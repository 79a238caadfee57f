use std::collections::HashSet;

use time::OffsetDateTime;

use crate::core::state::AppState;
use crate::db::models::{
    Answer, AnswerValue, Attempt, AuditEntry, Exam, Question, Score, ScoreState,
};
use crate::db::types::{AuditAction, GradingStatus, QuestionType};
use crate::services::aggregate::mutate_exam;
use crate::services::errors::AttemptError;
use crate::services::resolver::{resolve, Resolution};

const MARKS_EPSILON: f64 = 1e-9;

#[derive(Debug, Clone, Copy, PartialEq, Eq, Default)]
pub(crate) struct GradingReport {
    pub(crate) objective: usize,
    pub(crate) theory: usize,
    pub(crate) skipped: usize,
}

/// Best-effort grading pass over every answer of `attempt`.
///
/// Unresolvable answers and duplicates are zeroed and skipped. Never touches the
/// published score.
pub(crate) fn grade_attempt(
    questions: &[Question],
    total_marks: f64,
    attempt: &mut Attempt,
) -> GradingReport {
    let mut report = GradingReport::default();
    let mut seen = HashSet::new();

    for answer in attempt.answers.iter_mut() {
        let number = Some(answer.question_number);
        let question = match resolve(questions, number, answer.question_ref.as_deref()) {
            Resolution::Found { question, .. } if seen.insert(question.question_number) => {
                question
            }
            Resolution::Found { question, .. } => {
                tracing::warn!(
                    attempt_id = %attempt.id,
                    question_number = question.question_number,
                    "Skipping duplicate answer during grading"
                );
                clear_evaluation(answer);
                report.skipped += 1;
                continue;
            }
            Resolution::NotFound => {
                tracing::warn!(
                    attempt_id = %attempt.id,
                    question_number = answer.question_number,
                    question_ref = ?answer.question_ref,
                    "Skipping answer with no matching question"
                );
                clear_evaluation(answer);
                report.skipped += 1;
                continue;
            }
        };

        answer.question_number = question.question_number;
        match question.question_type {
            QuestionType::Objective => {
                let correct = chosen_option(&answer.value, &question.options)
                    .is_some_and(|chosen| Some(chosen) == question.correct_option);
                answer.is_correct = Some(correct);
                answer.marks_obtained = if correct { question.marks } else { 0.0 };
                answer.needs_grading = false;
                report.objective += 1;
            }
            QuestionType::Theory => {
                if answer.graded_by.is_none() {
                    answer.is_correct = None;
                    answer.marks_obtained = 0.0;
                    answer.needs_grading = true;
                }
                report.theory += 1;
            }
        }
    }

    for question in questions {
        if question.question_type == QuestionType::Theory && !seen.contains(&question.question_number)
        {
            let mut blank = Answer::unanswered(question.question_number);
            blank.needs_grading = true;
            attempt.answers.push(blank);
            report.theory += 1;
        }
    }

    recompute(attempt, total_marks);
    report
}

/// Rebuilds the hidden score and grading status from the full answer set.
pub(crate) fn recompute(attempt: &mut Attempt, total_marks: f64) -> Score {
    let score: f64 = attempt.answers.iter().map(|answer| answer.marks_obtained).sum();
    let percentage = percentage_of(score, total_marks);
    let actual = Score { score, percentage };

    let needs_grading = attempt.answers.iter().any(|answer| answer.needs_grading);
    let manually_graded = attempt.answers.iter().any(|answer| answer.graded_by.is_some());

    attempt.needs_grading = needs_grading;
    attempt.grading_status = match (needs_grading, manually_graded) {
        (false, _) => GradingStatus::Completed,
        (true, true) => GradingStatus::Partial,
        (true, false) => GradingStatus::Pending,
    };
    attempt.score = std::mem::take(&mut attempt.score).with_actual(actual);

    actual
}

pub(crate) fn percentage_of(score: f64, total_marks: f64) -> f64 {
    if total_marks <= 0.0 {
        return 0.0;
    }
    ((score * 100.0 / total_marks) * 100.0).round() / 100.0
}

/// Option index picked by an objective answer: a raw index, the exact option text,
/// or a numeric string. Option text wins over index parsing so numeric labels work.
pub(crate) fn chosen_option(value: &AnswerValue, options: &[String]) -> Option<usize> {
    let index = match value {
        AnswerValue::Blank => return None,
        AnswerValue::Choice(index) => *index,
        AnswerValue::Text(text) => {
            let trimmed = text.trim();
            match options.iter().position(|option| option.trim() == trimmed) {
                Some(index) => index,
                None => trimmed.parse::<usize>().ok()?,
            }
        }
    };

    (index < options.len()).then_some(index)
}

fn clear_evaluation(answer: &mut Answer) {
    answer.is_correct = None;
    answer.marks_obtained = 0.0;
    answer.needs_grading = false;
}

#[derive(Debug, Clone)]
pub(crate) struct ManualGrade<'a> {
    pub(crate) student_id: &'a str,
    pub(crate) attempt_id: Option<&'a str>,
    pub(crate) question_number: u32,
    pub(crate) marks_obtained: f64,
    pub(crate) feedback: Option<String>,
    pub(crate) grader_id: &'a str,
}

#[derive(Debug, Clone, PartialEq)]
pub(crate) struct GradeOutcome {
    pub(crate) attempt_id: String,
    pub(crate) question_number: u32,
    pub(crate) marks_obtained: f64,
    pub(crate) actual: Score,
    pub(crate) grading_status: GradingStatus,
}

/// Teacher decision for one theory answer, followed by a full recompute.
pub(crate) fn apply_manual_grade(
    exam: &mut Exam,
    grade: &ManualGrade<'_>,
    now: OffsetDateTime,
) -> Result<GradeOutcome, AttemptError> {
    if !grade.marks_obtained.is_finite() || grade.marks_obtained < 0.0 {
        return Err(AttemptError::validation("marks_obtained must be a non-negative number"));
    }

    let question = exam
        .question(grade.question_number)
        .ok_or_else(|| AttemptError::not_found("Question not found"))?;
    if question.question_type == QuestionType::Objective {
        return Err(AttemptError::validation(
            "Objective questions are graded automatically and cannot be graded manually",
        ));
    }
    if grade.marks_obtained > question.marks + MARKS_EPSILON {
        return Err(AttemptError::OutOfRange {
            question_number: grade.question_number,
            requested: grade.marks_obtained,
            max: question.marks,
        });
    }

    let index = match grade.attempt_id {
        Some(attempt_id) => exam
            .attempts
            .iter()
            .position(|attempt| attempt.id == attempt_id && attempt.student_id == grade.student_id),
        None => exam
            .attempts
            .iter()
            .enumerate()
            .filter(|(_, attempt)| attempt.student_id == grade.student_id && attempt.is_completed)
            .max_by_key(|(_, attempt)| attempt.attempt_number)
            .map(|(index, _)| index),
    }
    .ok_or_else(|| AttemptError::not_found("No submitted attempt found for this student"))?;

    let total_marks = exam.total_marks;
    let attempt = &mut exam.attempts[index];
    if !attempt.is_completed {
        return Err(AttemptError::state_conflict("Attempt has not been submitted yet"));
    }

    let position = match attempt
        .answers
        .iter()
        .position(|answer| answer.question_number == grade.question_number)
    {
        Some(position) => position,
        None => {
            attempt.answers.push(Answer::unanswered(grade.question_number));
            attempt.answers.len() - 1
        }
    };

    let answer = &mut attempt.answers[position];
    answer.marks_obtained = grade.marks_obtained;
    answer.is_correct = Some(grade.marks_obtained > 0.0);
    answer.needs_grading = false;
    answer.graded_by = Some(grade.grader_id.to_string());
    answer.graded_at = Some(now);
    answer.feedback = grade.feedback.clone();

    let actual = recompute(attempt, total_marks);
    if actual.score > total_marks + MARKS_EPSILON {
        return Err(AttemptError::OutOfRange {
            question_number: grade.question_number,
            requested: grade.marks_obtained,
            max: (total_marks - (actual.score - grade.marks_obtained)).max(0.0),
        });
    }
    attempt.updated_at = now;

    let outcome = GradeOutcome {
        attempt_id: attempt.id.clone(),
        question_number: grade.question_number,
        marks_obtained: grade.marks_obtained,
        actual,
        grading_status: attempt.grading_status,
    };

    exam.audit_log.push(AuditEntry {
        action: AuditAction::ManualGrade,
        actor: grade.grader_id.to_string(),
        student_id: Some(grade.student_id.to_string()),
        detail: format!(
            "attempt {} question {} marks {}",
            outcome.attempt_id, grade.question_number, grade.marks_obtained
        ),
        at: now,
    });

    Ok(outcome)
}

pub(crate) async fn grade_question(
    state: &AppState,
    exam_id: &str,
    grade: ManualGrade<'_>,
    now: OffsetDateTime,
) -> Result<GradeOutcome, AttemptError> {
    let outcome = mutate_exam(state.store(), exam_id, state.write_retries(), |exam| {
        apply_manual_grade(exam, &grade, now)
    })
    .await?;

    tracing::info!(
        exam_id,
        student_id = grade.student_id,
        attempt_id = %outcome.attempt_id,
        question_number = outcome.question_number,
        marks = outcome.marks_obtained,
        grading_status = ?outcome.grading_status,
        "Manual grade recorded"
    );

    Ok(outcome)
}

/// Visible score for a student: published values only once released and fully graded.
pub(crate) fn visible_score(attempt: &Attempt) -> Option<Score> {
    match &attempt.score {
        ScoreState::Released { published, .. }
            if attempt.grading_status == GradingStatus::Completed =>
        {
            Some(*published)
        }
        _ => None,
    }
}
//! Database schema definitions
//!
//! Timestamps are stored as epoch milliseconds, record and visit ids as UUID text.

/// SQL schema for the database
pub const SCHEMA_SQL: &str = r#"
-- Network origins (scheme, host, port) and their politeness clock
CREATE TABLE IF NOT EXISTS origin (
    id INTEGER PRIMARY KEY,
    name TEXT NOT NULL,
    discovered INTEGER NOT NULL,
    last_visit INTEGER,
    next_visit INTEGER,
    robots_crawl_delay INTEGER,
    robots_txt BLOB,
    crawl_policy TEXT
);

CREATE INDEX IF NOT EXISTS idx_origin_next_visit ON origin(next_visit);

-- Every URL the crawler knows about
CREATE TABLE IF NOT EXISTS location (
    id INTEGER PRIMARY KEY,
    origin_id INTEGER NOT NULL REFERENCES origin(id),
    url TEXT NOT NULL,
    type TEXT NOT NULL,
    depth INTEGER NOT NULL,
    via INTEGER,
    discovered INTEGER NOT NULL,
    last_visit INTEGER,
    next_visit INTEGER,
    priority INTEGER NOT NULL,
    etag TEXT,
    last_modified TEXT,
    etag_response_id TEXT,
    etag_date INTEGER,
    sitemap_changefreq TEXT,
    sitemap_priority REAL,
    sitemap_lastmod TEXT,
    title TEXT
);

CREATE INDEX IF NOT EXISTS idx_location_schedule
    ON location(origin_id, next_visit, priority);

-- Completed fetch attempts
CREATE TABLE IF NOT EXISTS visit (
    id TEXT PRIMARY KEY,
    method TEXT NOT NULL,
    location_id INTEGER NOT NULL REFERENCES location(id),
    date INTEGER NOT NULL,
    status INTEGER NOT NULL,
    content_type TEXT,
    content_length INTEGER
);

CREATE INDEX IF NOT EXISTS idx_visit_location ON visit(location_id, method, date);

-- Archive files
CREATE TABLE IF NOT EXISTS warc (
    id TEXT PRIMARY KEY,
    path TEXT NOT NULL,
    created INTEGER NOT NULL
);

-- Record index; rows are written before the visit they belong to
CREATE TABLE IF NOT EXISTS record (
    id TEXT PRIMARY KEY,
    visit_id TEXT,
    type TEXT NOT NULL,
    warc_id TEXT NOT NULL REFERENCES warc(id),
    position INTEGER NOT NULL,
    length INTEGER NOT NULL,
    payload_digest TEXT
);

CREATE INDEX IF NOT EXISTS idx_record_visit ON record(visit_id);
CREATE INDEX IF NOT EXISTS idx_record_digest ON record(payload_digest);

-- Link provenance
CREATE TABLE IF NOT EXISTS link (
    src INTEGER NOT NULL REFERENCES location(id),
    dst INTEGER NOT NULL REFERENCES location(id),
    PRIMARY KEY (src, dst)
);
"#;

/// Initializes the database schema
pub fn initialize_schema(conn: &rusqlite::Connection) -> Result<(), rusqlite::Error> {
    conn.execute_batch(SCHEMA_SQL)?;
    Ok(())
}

==

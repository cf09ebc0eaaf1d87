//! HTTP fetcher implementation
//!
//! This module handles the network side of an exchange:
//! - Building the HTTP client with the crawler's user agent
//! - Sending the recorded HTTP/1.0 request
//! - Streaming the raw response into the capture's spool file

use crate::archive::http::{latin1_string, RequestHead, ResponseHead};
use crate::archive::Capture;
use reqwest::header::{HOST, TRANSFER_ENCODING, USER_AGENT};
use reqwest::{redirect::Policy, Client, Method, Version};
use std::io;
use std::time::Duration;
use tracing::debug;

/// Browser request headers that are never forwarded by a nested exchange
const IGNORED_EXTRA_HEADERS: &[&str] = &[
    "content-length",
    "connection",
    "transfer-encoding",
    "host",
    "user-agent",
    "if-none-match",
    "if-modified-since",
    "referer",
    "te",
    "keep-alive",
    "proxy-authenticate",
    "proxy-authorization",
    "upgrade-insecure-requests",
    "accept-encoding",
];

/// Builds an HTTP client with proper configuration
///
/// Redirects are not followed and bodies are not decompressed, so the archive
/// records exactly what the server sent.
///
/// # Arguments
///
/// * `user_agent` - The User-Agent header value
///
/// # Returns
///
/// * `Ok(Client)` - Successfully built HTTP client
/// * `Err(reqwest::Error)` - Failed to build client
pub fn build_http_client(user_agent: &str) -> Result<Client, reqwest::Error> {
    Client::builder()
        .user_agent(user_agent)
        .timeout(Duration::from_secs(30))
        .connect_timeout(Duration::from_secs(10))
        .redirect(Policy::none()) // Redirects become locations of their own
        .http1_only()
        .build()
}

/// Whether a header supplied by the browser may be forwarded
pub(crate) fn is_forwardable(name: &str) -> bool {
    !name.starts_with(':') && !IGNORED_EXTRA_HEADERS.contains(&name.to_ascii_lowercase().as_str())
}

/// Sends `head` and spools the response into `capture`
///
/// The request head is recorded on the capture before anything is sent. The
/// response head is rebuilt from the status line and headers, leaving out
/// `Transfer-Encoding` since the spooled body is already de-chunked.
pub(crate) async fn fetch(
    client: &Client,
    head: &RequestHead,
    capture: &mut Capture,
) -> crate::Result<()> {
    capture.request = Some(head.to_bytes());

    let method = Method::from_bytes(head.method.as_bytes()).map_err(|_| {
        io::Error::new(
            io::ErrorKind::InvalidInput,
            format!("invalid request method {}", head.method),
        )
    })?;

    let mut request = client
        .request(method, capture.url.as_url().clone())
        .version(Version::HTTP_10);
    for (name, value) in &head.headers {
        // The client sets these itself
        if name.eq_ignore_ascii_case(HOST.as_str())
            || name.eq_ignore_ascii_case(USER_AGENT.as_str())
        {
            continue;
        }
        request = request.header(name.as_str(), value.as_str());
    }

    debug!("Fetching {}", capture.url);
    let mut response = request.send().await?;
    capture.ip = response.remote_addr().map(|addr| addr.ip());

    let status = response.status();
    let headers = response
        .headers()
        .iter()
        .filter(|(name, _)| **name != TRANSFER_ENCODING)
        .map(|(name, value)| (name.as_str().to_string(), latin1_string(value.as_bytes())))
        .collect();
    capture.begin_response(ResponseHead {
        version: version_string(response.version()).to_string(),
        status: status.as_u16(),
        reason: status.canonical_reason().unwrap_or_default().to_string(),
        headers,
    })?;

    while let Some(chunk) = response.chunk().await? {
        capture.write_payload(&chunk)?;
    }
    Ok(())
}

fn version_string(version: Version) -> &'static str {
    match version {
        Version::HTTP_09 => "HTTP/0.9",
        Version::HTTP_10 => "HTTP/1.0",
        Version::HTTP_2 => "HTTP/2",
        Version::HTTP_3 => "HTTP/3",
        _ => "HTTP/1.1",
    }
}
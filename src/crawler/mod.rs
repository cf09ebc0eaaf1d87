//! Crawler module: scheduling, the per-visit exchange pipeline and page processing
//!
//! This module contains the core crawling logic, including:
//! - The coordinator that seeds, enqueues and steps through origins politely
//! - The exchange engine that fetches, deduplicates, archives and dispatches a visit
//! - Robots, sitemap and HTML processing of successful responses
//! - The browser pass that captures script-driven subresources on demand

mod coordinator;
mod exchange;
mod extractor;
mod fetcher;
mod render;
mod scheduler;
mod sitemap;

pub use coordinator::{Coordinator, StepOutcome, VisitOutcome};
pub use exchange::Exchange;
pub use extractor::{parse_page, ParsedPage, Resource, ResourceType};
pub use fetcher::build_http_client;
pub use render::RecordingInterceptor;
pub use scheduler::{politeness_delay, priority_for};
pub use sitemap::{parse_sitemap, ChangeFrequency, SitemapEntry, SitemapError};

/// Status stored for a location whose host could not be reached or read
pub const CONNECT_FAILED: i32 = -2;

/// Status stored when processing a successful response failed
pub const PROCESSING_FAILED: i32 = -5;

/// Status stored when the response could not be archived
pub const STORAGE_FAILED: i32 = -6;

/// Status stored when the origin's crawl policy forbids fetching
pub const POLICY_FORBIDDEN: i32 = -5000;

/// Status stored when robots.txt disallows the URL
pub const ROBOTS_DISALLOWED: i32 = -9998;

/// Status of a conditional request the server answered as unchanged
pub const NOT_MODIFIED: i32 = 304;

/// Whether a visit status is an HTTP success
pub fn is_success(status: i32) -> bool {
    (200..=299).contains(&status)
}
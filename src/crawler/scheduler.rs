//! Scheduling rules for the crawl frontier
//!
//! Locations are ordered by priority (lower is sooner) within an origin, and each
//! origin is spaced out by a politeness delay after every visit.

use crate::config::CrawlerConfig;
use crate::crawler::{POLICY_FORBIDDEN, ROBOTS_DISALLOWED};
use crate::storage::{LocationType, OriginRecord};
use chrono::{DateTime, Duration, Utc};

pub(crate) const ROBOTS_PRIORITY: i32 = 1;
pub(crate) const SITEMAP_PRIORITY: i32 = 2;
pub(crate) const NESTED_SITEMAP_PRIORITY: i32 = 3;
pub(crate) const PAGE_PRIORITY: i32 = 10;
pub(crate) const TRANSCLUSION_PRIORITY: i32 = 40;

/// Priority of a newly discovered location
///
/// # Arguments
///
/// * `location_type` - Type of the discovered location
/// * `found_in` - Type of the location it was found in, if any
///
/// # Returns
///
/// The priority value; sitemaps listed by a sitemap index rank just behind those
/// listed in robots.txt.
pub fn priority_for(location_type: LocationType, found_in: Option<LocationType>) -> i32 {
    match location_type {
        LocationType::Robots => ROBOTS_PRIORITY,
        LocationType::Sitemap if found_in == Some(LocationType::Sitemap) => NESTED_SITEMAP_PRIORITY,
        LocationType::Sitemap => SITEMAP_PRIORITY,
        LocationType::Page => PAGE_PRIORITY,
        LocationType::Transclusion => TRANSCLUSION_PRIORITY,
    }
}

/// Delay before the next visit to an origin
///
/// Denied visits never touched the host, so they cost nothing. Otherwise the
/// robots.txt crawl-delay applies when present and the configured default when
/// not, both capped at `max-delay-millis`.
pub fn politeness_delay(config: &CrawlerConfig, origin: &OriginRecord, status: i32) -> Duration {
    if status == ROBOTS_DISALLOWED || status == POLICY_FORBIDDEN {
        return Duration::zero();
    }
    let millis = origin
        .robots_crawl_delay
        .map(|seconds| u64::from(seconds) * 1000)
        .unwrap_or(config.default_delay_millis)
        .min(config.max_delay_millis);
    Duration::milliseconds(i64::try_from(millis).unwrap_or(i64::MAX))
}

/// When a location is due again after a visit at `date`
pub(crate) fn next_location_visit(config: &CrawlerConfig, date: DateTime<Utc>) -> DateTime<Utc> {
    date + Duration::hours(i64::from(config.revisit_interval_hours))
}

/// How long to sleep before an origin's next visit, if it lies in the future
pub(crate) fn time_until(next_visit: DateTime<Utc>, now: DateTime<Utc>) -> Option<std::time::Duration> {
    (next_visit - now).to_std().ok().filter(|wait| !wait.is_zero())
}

--

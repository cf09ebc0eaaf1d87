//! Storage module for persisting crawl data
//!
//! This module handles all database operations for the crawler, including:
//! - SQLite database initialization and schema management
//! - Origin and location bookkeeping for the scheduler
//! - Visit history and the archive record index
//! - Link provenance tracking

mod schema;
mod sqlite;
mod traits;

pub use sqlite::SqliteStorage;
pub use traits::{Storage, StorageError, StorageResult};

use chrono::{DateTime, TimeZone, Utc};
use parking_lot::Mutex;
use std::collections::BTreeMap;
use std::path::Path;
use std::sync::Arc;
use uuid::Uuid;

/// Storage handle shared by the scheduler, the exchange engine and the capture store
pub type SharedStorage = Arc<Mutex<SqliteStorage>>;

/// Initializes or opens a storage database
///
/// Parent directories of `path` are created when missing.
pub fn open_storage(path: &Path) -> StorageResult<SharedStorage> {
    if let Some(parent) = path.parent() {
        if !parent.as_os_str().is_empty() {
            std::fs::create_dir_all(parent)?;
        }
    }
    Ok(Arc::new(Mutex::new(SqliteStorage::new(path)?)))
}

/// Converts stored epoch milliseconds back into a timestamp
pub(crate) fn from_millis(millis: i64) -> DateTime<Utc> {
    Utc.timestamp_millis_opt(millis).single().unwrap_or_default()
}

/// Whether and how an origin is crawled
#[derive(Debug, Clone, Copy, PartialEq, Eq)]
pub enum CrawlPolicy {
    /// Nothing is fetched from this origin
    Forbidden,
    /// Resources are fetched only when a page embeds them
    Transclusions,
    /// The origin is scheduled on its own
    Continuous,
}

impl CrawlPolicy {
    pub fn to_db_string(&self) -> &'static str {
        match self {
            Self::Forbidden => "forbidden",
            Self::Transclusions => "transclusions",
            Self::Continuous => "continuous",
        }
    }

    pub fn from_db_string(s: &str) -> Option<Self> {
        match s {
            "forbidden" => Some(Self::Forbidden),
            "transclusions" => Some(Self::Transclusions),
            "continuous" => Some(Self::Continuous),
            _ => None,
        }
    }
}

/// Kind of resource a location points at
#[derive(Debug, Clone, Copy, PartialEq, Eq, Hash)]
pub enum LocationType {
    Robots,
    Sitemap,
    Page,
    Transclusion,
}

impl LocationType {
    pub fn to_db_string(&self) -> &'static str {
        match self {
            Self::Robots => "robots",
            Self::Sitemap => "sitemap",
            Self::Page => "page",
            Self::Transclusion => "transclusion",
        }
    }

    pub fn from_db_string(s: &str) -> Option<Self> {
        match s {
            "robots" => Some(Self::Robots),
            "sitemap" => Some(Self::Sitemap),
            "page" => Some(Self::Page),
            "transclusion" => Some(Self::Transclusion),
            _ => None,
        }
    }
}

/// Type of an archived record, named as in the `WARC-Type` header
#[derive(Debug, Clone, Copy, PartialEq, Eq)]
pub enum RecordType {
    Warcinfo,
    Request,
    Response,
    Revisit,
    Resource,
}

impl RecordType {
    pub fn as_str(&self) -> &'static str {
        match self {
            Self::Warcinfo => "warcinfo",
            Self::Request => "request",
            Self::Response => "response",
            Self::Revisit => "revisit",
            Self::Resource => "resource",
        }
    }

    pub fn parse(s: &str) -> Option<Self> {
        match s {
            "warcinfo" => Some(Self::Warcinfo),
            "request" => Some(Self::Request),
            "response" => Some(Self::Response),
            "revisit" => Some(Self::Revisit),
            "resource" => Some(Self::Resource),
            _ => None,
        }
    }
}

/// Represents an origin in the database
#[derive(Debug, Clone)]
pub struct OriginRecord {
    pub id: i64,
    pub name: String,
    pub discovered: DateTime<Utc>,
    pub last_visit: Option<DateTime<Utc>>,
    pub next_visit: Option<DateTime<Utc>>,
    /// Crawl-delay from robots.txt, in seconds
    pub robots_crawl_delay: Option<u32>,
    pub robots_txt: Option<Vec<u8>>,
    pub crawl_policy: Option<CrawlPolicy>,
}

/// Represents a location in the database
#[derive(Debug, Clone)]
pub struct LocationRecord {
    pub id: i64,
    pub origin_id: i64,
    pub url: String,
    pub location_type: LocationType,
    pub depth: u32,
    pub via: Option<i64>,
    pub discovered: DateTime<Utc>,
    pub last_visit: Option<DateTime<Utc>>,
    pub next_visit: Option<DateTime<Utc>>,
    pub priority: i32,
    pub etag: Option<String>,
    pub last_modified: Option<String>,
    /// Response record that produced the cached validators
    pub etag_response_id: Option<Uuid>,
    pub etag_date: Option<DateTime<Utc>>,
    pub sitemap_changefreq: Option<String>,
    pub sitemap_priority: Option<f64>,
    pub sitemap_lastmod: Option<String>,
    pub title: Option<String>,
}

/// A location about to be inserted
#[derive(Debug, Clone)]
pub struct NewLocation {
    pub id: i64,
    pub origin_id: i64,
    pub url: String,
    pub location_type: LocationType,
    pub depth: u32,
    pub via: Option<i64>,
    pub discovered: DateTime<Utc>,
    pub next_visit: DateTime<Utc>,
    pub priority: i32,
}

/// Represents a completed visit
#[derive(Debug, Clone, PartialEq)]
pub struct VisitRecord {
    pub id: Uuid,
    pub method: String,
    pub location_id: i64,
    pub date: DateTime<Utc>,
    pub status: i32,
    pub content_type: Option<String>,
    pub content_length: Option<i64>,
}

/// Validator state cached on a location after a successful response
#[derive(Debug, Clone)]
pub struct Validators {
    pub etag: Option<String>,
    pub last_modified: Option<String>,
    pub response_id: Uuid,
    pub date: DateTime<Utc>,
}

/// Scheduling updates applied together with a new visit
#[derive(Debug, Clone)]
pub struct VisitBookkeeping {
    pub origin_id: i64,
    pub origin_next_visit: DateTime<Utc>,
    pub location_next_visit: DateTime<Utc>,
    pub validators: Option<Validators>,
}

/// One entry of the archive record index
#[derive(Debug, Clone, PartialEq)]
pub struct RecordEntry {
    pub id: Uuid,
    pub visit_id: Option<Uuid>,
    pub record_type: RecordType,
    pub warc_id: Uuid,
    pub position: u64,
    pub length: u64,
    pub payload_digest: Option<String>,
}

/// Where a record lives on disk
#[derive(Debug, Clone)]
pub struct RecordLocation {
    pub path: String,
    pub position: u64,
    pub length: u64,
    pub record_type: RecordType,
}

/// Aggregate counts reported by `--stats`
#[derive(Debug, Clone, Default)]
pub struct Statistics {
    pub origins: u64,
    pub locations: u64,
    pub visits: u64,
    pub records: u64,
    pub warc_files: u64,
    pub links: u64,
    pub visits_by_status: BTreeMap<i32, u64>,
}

• _Work request_: Where a line contains the word "struct", copy that line from the listing above.

• _Exercise solution_:
pub(crate) struct GradingReport {
pub(crate) struct ManualGrade<'a> {
pub(crate) struct GradeOutcome {
pub struct OriginRecord {
pub struct LocationRecord {
pub struct NewLocation {
pub struct VisitRecord {
pub struct Validators {
pub struct VisitBookkeeping {
pub struct RecordEntry {
pub struct RecordLocation {
pub struct Statistics {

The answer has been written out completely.